“What is the meaning of this?” said Captain W———'s clear, sharp voice, addressing the men who held the chief.
“That hound there”—the men who held their prisoner nearly let him go in their astonishment—“came in here. She was alone. Do you want to know more? I tried to kill him.”
“Let him loose, men,” and Captain W——— stepped up to the prisoner and looked closely into his dark face. “Ah! I thought so—a white man. What is your name?”
The wanderer bent his head, then raised it, and looked for an instant at the sullen face of Hallam.

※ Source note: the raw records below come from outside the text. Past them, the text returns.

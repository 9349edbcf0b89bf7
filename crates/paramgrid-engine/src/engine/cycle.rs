//! Circular dependency detection for parameter formulas.
//!
//! Every node with outgoing edges starts its own depth-first sweep with an
//! explicit stack that carries the current path. A dependency already on the
//! path closes a cycle. The same cycle is usually found from several starting
//! nodes, so cycles are deduplicated by their sorted node signature.

use indexmap::IndexSet;
use serde::Serialize;
use std::collections::HashSet;

use super::graph::{DependencyGraph, ParamId};

#[derive(Clone, Debug, Default, PartialEq, Eq, Serialize)]
pub struct CycleReport {
    /// Every parameter on at least one cycle.
    pub circular: IndexSet<ParamId>,
    /// Distinct cycles, each closed (first id repeated at the end).
    pub paths: Vec<Vec<ParamId>>,
}

impl CycleReport {
    pub fn is_circular(&self, id: &str) -> bool {
        self.circular.contains(id)
    }
}

/// Find all parameters that take part in a dependency cycle.
pub fn detect_cycles(graph: &DependencyGraph) -> CycleReport {
    let mut report = CycleReport::default();
    let mut seen_signatures: HashSet<Vec<ParamId>> = HashSet::new();

    for (start, _) in graph.iter() {
        let mut visited: HashSet<&str> = HashSet::new();
        let mut stack: Vec<(&str, Vec<&str>)> = vec![(start.as_str(), vec![start.as_str()])];

        while let Some((node, path)) = stack.pop() {
            let Some(deps) = graph.dependencies(node) else {
                continue;
            };
            for dep in deps {
                if let Some(pos) = path.iter().position(|p| *p == dep.as_str()) {
                    let mut cycle: Vec<ParamId> =
                        path[pos..].iter().map(|p| p.to_string()).collect();
                    cycle.push(dep.clone());
                    report.circular.extend(cycle.iter().cloned());

                    let mut signature = cycle[..cycle.len() - 1].to_vec();
                    signature.sort();
                    signature.dedup();
                    if seen_signatures.insert(signature) {
                        report.paths.push(cycle);
                    }
                } else if graph.contains(dep) && visited.insert(dep.as_str()) {
                    let mut next = path.clone();
                    next.push(dep.as_str());
                    stack.push((dep.as_str(), next));
                }
            }
        }
    }

    if !report.paths.is_empty() {
        log::debug!(
            "found {} dependency cycle(s) over {} parameter(s)",
            report.paths.len(),
            report.circular.len()
        );
    }
    report
}

#[cfg(test)]
mod tests {
    use super::*;

    fn graph(edges: &[(&str, &[&str])]) -> DependencyGraph {
        let mut g = DependencyGraph::new();
        for (id, deps) in edges {
            g.add_dependencies(id, deps.iter().map(|d| d.to_string()));
        }
        g
    }

    #[test]
    fn test_two_node_cycle_is_reported_once() {
        let g = graph(&[("A", &["B"]), ("B", &["A"])]);
        let report = detect_cycles(&g);
        assert!(report.is_circular("A"));
        assert!(report.is_circular("B"));
        assert_eq!(report.paths.len(), 1);
        let path = &report.paths[0];
        assert_eq!(path.first(), path.last());
    }

    #[test]
    fn test_nodes_feeding_a_cycle_are_not_circular() {
        let g = graph(&[("Top", &["A"]), ("A", &["B"]), ("B", &["C"]), ("C", &["A"])]);
        let report = detect_cycles(&g);
        assert_eq!(report.circular.len(), 3);
        assert!(!report.is_circular("Top"));
    }

    #[test]
    fn test_acyclic_diamond_has_no_cycles() {
        let g = graph(&[("D", &["B", "C"]), ("B", &["A"]), ("C", &["A"])]);
        assert_eq!(detect_cycles(&g), CycleReport::default());
    }

    #[test]
    fn test_disjoint_cycles_are_both_found() {
        let g = graph(&[("A", &["B"]), ("B", &["A"]), ("X", &["Y"]), ("Y", &["Z"]), ("Z", &["X"])]);
        let report = detect_cycles(&g);
        assert_eq!(report.paths.len(), 2);
        assert_eq!(report.circular.len(), 5);
    }
}
//! Deduplicator: merges same-name-same-value rows and renames
//! same-name-different-value rows.
//!
//! Planning and applying are separate so the plan can drive both the new
//! parameter table and the workbook rewrite.

use indexmap::{IndexMap, IndexSet};
use paramgrid_engine::engine::{Formula, ParamId};
use serde::Serialize;

use crate::collect::Resolver;
use crate::ids::next_free_suffix;
use crate::param::{ParamValue, Parameter, ParameterTable, ValueKey};

/// Rows sharing a name and a value.
#[derive(Clone, Debug, PartialEq, Serialize)]
pub struct ValueGroup {
    pub value: ParamValue,
    pub ids: Vec<ParamId>,
    /// Name the group carries after deduplication.
    pub name: String,
}

#[derive(Clone, Debug, Default, PartialEq, Serialize)]
pub struct Deduplication {
    /// Replaced id -> canonical id.
    pub replacements: IndexMap<ParamId, ParamId>,
    /// Id -> new display name.
    pub renames: IndexMap<ParamId, String>,
    /// Name -> its value groups, for every name still shared after merging.
    pub value_groups: IndexMap<String, Vec<ValueGroup>>,
}

impl Deduplication {
    pub fn is_empty(&self) -> bool {
        self.replacements.is_empty() && self.renames.is_empty()
    }

    /// Canonical id for `id` (itself unless replaced).
    pub fn canonical<'a>(&'a self, id: &'a str) -> &'a str {
        self.replacements.get(id).map(String::as_str).unwrap_or(id)
    }
}

/// Group by name, then by value, both in table order.
fn group_by_name_and_value<'a, I>(params: I) -> IndexMap<&'a str, IndexMap<ValueKey, Vec<&'a Parameter>>>
where
    I: IntoIterator<Item = &'a Parameter>,
{
    let mut groups: IndexMap<&str, IndexMap<ValueKey, Vec<&Parameter>>> = IndexMap::new();
    for param in params {
        groups
            .entry(param.name.as_str())
            .or_default()
            .entry(param.value.key())
            .or_default()
            .push(param);
    }
    groups
}

/// Formula texts in a merge group, first spelling of each, in row order.
fn distinct_formulas<'a>(members: &[&'a Parameter]) -> Vec<&'a str> {
    let formulas: IndexSet<&str> = members.iter().filter_map(|p| p.formula.as_deref()).collect();
    formulas.into_iter().collect()
}

/// Work out which rows merge and which get renamed.
pub fn plan_deduplication(parameters: &ParameterTable) -> Deduplication {
    let mut plan = Deduplication::default();

    // Same name, same value: one canonical row survives. Plain data rows
    // outrank formula rows; ties go to the earliest row.
    for (_, by_value) in group_by_name_and_value(parameters.values()) {
        for (_, members) in by_value {
            if members.len() < 2 {
                continue;
            }
            let canonical = members
                .iter()
                .enumerate()
                .min_by_key(|(pos, p)| (!p.is_plain(), *pos))
                .map(|(_, p)| p.id.clone());
            let Some(canonical) = canonical else {
                continue;
            };
            let formulas = distinct_formulas(&members);
            if formulas.len() > 1 {
                log::warn!(
                    "rows merged into '{}' have different formulas ({}); only the kept row's survives",
                    canonical,
                    formulas.join(" | ")
                );
            }
            for member in members {
                if member.id != canonical {
                    plan.replacements.insert(member.id.clone(), canonical.clone());
                }
            }
        }
    }

    // Same name, different value: value groups in value order, the first
    // keeps the name, the rest become name_2, name_3, ... skipping any
    // name a survivor already carries.
    let survivors: Vec<&Parameter> = parameters
        .values()
        .filter(|p| !plan.replacements.contains_key(&p.id))
        .collect();
    let mut taken: IndexSet<String> = survivors.iter().map(|p| p.name.clone()).collect();
    for (name, by_value) in group_by_name_and_value(survivors.iter().copied()) {
        if by_value.len() < 2 {
            continue;
        }
        let mut ordered: Vec<(ValueKey, Vec<&Parameter>)> = by_value.into_iter().collect();
        ordered.sort_by(|a, b| a.0.cmp(&b.0));

        let mut groups = Vec::with_capacity(ordered.len());
        for (counter, (_, members)) in ordered.into_iter().enumerate() {
            let group_name = if counter == 0 {
                name.to_string()
            } else {
                let fresh = next_free_suffix(name, &taken);
                taken.insert(fresh.clone());
                fresh
            };
            if counter > 0 {
                for member in &members {
                    plan.renames.insert(member.id.clone(), group_name.clone());
                }
            }
            groups.push(ValueGroup {
                value: members[0].value.clone(),
                ids: members.iter().map(|p| p.id.clone()).collect(),
                name: group_name,
            });
        }
        plan.value_groups.insert(name.to_string(), groups);
    }

    log::info!(
        "deduplication: {} replaced, {} renamed",
        plan.replacements.len(),
        plan.renames.len()
    );
    plan
}

/// The surviving parameters with renames applied, dependencies redirected to
/// canonical ids, and formulas described with final names.
pub fn apply_deduplication(
    parameters: &ParameterTable,
    formulas: &IndexMap<ParamId, Formula>,
    resolver: &Resolver<'_>,
    plan: &Deduplication,
) -> ParameterTable {
    let final_name = |id: &str| -> Option<String> {
        let id = plan.canonical(id);
        plan.renames
            .get(id)
            .cloned()
            .or_else(|| parameters.get(id).map(|p| p.name.clone()))
    };

    let mut survivors = ParameterTable::with_capacity(parameters.len() - plan.replacements.len());
    for (id, param) in parameters {
        if plan.replacements.contains_key(id) {
            continue;
        }
        let mut param = param.clone();
        if let Some(name) = plan.renames.get(id) {
            param.name = name.clone();
        }
        param.dependencies = param
            .dependencies
            .iter()
            .map(|dep| plan.canonical(dep).to_string())
            .filter(|dep| dep != id)
            .collect::<IndexSet<_>>();
        param.dependency_names = param
            .dependencies
            .iter()
            .filter_map(|dep| final_name(dep))
            .collect();
        if let Some(formula) = formulas.get(id) {
            param.human_formula = resolver.describe(formula, &param.sheet, param.row, final_name);
        }
        survivors.insert(id.clone(), param);
    }
    survivors
}

#[cfg(test)]
mod tests {
    use super::*;
    use crate::collect::collect_parameters;
    use crate::options::SheetLayout;
    use crate::reader::RawRow;
    use crate::workbook::CellValue;

    fn raw(row: u32, name: &str, value: CellValue, formula: Option<&str>) -> RawRow {
        RawRow {
            sheet: "S".to_string(),
            row,
            name: name.to_string(),
            unit: String::new(),
            value,
            formula: formula.map(str::to_string),
        }
    }

    fn dedup(rows: &[RawRow]) -> (Deduplication, ParameterTable) {
        let collected = collect_parameters(rows, &SheetLayout::default());
        let layout = SheetLayout::default();
        let resolver = Resolver::new(&collected.index, &layout);
        let plan = plan_deduplication(&collected.parameters);
        let table = apply_deduplication(&collected.parameters, &collected.formulas, &resolver, &plan);
        (plan, table)
    }

    #[test]
    fn test_same_value_merges_into_first() {
        let rows = vec![
            raw(2, "X", CellValue::Number(10.0), None),
            raw(3, "X", CellValue::Number(10.0), None),
        ];
        let (plan, table) = dedup(&rows);
        assert_eq!(plan.replacements.get("X_S_r3").map(String::as_str), Some("X_S_r2"));
        assert_eq!(table.len(), 1);
        assert!(table.contains_key("X_S_r2"));
    }

    #[test]
    fn test_plain_row_outranks_formula_row() {
        let rows = vec![
            raw(2, "One", CellValue::Number(1.0), None),
            raw(3, "X", CellValue::Number(2.0), Some("C2*2")),
            raw(4, "X", CellValue::Number(2.0), None),
            raw(5, "Y", CellValue::Empty, Some("C3+C4")),
        ];
        let (plan, table) = dedup(&rows);
        assert_eq!(plan.replacements.get("X_S_r3").map(String::as_str), Some("X_S_r4"));
        let y = &table["Y"];
        assert_eq!(y.dependencies.iter().collect::<Vec<_>>(), vec!["X_S_r4"]);
        assert_eq!(y.human_formula, "X+X");
    }

    #[test]
    fn test_different_values_are_renamed_in_value_order() {
        let rows = vec![
            raw(2, "Y", CellValue::Number(2.0), None),
            raw(3, "Y", CellValue::Empty, None),
            raw(4, "Y", CellValue::Number(1.0), None),
            raw(5, "Z", CellValue::Empty, Some("C2+C4")),
        ];
        let (plan, table) = dedup(&rows);
        assert!(plan.replacements.is_empty());
        assert_eq!(plan.renames.get("Y_S_r2").map(String::as_str), Some("Y_2"));
        assert_eq!(plan.renames.get("Y_S_r3").map(String::as_str), Some("Y_3"));
        assert!(!plan.renames.contains_key("Y_S_r4"));
        assert_eq!(plan.value_groups["Y"].len(), 3);
        assert_eq!(table["Y_S_r2"].name, "Y_2");
        assert_eq!(table["Z"].human_formula, "Y_2+Y");
    }

    #[test]
    fn test_rename_skips_names_already_in_use() {
        let rows = vec![
            raw(2, "Y", CellValue::Number(1.0), None),
            raw(3, "Y", CellValue::Number(2.0), None),
            raw(4, "Y_2", CellValue::Number(2.0), None),
        ];
        let (plan, table) = dedup(&rows);
        assert_eq!(plan.renames.get("Y_S_r3").map(String::as_str), Some("Y_3"));
        let names: Vec<&str> = table.values().map(|p| p.name.as_str()).collect();
        assert_eq!(names, vec!["Y", "Y_3", "Y_2"]);
        assert!(plan_deduplication(&table).is_empty());
    }

    #[test]
    fn test_formula_rows_with_different_text_are_flagged() {
        let rows = vec![
            raw(2, "A", CellValue::Number(1.0), None),
            raw(3, "X", CellValue::Empty, Some("C2*2")),
            raw(4, "X", CellValue::Empty, Some("C2+5")),
            raw(5, "X", CellValue::Empty, Some("C2*2")),
        ];
        let collected = collect_parameters(&rows, &SheetLayout::default());
        let members: Vec<&Parameter> = collected.parameters.values().filter(|p| p.name == "X").collect();
        assert_eq!(distinct_formulas(&members), vec!["C2*2", "C2+5"]);

        let (plan, _) = dedup(&rows);
        assert_eq!(plan.replacements.len(), 2);
        assert_eq!(plan.replacements.get("X_S_r4").map(String::as_str), Some("X_S_r3"));
    }

    #[test]
    fn test_deduplication_is_idempotent() {
        let rows = vec![
            raw(2, "X", CellValue::Number(10.0), None),
            raw(3, "X", CellValue::Number(10.0), None),
            raw(4, "Y", CellValue::Number(1.0), None),
            raw(5, "Y", CellValue::Number(2.0), None),
        ];
        let (_, table) = dedup(&rows);
        let again = plan_deduplication(&table);
        assert!(again.is_empty());
    }

    mod properties {
        use super::*;
        use proptest::prelude::*;

        fn value() -> impl Strategy<Value = CellValue> {
            prop_oneof![
                Just(CellValue::Empty),
                (0u8..3).prop_map(|n| CellValue::Number(f64::from(n))),
            ]
        }

        proptest! {
            #[test]
            fn survivors_have_unique_names(entries in prop::collection::vec(("[AB](_[23])?", value()), 1..12)) {
                let rows: Vec<RawRow> = entries
                    .iter()
                    .enumerate()
                    .map(|(i, (name, value))| raw(i as u32 + 2, name, value.clone(), None))
                    .collect();
                let (plan, table) = dedup(&rows);

                prop_assert_eq!(table.len() + plan.replacements.len(), rows.len());
                for canonical in plan.replacements.values() {
                    prop_assert!(table.contains_key(canonical));
                }
                let names: IndexSet<&str> = table.values().map(|p| p.name.as_str()).collect();
                prop_assert_eq!(names.len(), table.len());
                prop_assert!(plan_deduplication(&table).is_empty());
            }
        }
    }
}
impl Tokenizer {
    fn new(body: &str) -> Tokenizer {
        Tokenizer {
            chars: body.chars().collect(),
            pos: 0,
            out: Formula::default(),
        }
    }

    fn peek(&self) -> Option<char> {
        self.chars.get(self.pos).copied()
    }

    fn text(&mut self, start: usize, end: usize) {
        let text: String = self.chars[start..end].iter().collect();
        self.out.push(Segment::Text(text));
    }

    fn run(mut self) -> Result<Formula, FormulaError> {
        while let Some(c) = self.peek() {
            let start = self.pos;
            if c == '"' {
                self.string_literal()?;
                self.text(start, self.pos);
            } else if c == '\'' {
                let sheet = self.quoted_sheet_name()?;
                if self.peek() != Some('!') {
                    return Err(FormulaError::MissingReference(sheet));
                }
                self.pos += 1;
                self.qualified_reference(sheet)?;
            } else if c.is_ascii_digit()
                || (c == '.' && self.chars.get(self.pos + 1).is_some_and(|n| n.is_ascii_digit()))
            {
                self.number_literal();
                self.text(start, self.pos);
            } else if is_word_start(c) {
                let word = self.word();
                let after_error_marker = start > 0 && self.chars[start - 1] == '#';
                if self.peek() == Some('!') && !after_error_marker {
                    self.pos += 1;
                    self.qualified_reference(word)?;
                } else if let Some(point) =
                    RefPoint::parse(&word).filter(|_| !after_error_marker && !self.is_call())
                {
                    self.reference_tail(None, point, start)?;
                } else {
                    self.text(start, self.pos);
                }
            } else {
                self.pos += 1;
                self.text(start, self.pos);
            }
        }
        Ok(self.out)
    }

    fn string_literal(&mut self) -> Result<(), FormulaError> {
        let start = self.pos;
        self.pos += 1;
        loop {
            match self.peek() {
                None => return Err(FormulaError::UnterminatedString(start)),
                Some('"') if self.chars.get(self.pos + 1) == Some(&'"') => self.pos += 2,
                Some('"') => {
                    self.pos += 1;
                    return Ok(());
                }
                Some(_) => self.pos += 1,
            }
        }
    }

    fn quoted_sheet_name(&mut self) -> Result<String, FormulaError> {
        let start = self.pos;
        self.pos += 1;
        let mut name = String::new();
        loop {
            match self.peek() {
                None => return Err(FormulaError::UnterminatedSheetName(start)),
                Some('\'') if self.chars.get(self.pos + 1) == Some(&'\'') => {
                    name.push('\'');
                    self.pos += 2;
                }
                Some('\'') => {
                    self.pos += 1;
                    return Ok(name);
                }
                Some(c) => {
                    name.push(c);
                    self.pos += 1;
                }
            }
        }
    }

    fn number_literal(&mut self) {
        while self
            .peek()
            .is_some_and(|c| c.is_ascii_digit() || c == '.')
        {
            self.pos += 1;
        }
        // Exponent: 1E3, 2.5e-4
        if matches!(self.peek(), Some('e' | 'E')) {
            let mut look = self.pos + 1;
            if matches!(self.chars.get(look), Some('+' | '-')) {
                look += 1;
            }
            if self.chars.get(look).is_some_and(|c| c.is_ascii_digit()) {
                self.pos = look;
                while self.peek().is_some_and(|c| c.is_ascii_digit()) {
                    self.pos += 1;
                }
            }
        }
    }

    fn word(&mut self) -> String {
        let start = self.pos;
        while self.peek().is_some_and(is_word_char) {
            self.pos += 1;
        }
        self.chars[start..self.pos].iter().collect()
    }

    /// A name directly followed by `(` is a function call, not a reference.
    fn is_call(&self) -> bool {
        self.chars[self.pos..]
            .iter()
            .find(|c| !c.is_whitespace())
            .is_some_and(|c| *c == '(')
    }

    fn qualified_reference(&mut self, sheet: String) -> Result<(), FormulaError> {
        let start = self.pos;
        if !self.peek().is_some_and(is_word_start) {
            return Err(FormulaError::MissingReference(sheet));
        }
        let word = self.word();
        match RefPoint::parse(&word) {
            Some(point) => self.reference_tail(Some(sheet), point, start),
            None => Err(FormulaError::MissingReference(sheet)),
        }
    }

    fn reference_tail(
        &mut self,
        sheet: Option<String>,
        start_point: RefPoint,
        start: usize,
    ) -> Result<(), FormulaError> {
        if self.peek() != Some(':') {
            self.out.push(Segment::Cell(CellToken {
                sheet,
                point: start_point,
            }));
            return Ok(());
        }
        self.pos += 1;
        if !self.peek().is_some_and(is_word_start) && self.peek() != Some('\'') {
            return Err(FormulaError::DanglingRange(start));
        }
        // `Sheet1!A1:Sheet1!B2` repeats the qualifier on the end point.
        if self.peek() == Some('\'') {
            self.quoted_sheet_name()?;
            if self.peek() != Some('!') {
                return Err(FormulaError::DanglingRange(start));
            }
            self.pos += 1;
        }
        let mut word = self.word();
        if self.peek() == Some('!') {
            self.pos += 1;
            word = self.word();
        }
        let end_point = RefPoint::parse(&word).ok_or(FormulaError::DanglingRange(start))?;
        self.out.push(Segment::Range(RangeToken {
            sheet,
            start: start_point,
            end: end_point,
        }));
        Ok(())
    }
}

#[cfg(test)]
mod tests {
    use super::*;

    fn cell_addresses(formula: &Formula) -> Vec<String> {
        formula.cells().map(|c| c.point.to_string()).collect()
    }

    #[test]
    fn test_parse_strips_leading_equals_and_round_trips() {
        let formula = Formula::parse("=SUM(C2:C4)*$B$3 + 'Unit Costs'!C7").unwrap();
        assert_eq!(formula.to_string(), "SUM(C2:C4)*$B$3 + 'Unit Costs'!C7");
        assert_eq!(formula.ranges().count(), 1);
        assert_eq!(cell_addresses(&formula), vec!["$B$3", "C7"]);
        assert_eq!(
            formula.cells().nth(1).unwrap().sheet.as_deref(),
            Some("Unit Costs")
        );
    }

    #[test]
    fn test_function_names_numbers_and_strings_are_not_references() {
        let formula = Formula::parse("LOG10(C2)+1E3+\"A2\"&ATAN2(C3, 2.5e-4)").unwrap();
        assert_eq!(cell_addresses(&formula), vec!["C2", "C3"]);
    }

    #[test]
    fn test_error_literal_is_text() {
        let formula = Formula::parse("#REF!+C2").unwrap();
        assert_eq!(cell_addresses(&formula), vec!["C2"]);
        assert_eq!(formula.to_string(), "#REF!+C2");
    }

    #[test]
    fn test_map_references_does_not_touch_longer_addresses() {
        let formula = Formula::parse("A2+A20").unwrap();
        let moved = formula.map_references(
            |cell| {
                let mut cell = cell.clone();
                if cell.point.cell.row == 2 {
                    cell.point = cell.point.with_row(5);
                }
                Segment::Cell(cell)
            },
            |range| Segment::Range(range.clone()),
        );
        assert_eq!(moved.to_string(), "A5+A20");
    }

    #[test]
    fn test_render_cells_substitutes_labels_but_not_ranges() {
        let formula = Formula::parse("C2*2+SUM(C3:C4)").unwrap();
        let human = formula.render_cells(|cell| (cell.point.cell.row == 2).then(|| "A".to_string()));
        assert_eq!(human, "A*2+SUM(C3:C4)");
    }

    #[test]
    fn test_malformed_syntax_is_reported() {
        assert_eq!(
            Formula::parse("\"abc").unwrap_err(),
            FormulaError::UnterminatedString(0)
        );
        assert!(matches!(
            Formula::parse("'Sheet 1!A1").unwrap_err(),
            FormulaError::UnterminatedSheetName(_)
        ));
        assert!(matches!(
            Formula::parse("Data!+1").unwrap_err(),
            FormulaError::MissingReference(_)
        ));
        assert!(matches!(
            Formula::parse("C2:+1").unwrap_err(),
            FormulaError::DanglingRange(_)
        ));
    }

    #[test]
    fn test_sheet_prefix_quotes_when_needed() {
        assert_eq!(sheet_prefix(Some("Data")), "Data!");
        assert_eq!(sheet_prefix(Some("My Data")), "'My Data'!");
        assert_eq!(sheet_prefix(Some("O'Neil")), "'O''Neil'!");
        assert_eq!(sheet_prefix(Some("B2")), "'B2'!");
        assert_eq!(sheet_prefix(None), "");
    }
}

“I have no name,” he said.
“Humph,” muttered Captain W——— to his lieutenant, “a runaway convict, most likely. He can't be blamed, though, for this affair. He's a perfect brute, that fellow Lacy.” Then to the strange white man he turned contemptuously:
“I'm sorry this man assaulted your wife. He shall suffer for it to-morrow. At the same time I'm sorry I can't tie you up and flog you, as a disgrace to your colour and country, you naked savage.”
The outcast took two strides, a red gleam shone in his eyes, and his voice shook with mad passion.
“'A naked savage'; and you would like to flog me. It was a brute such as you made me what I am,” and he struck the captain of the Pleiades in the face with his clenched hand.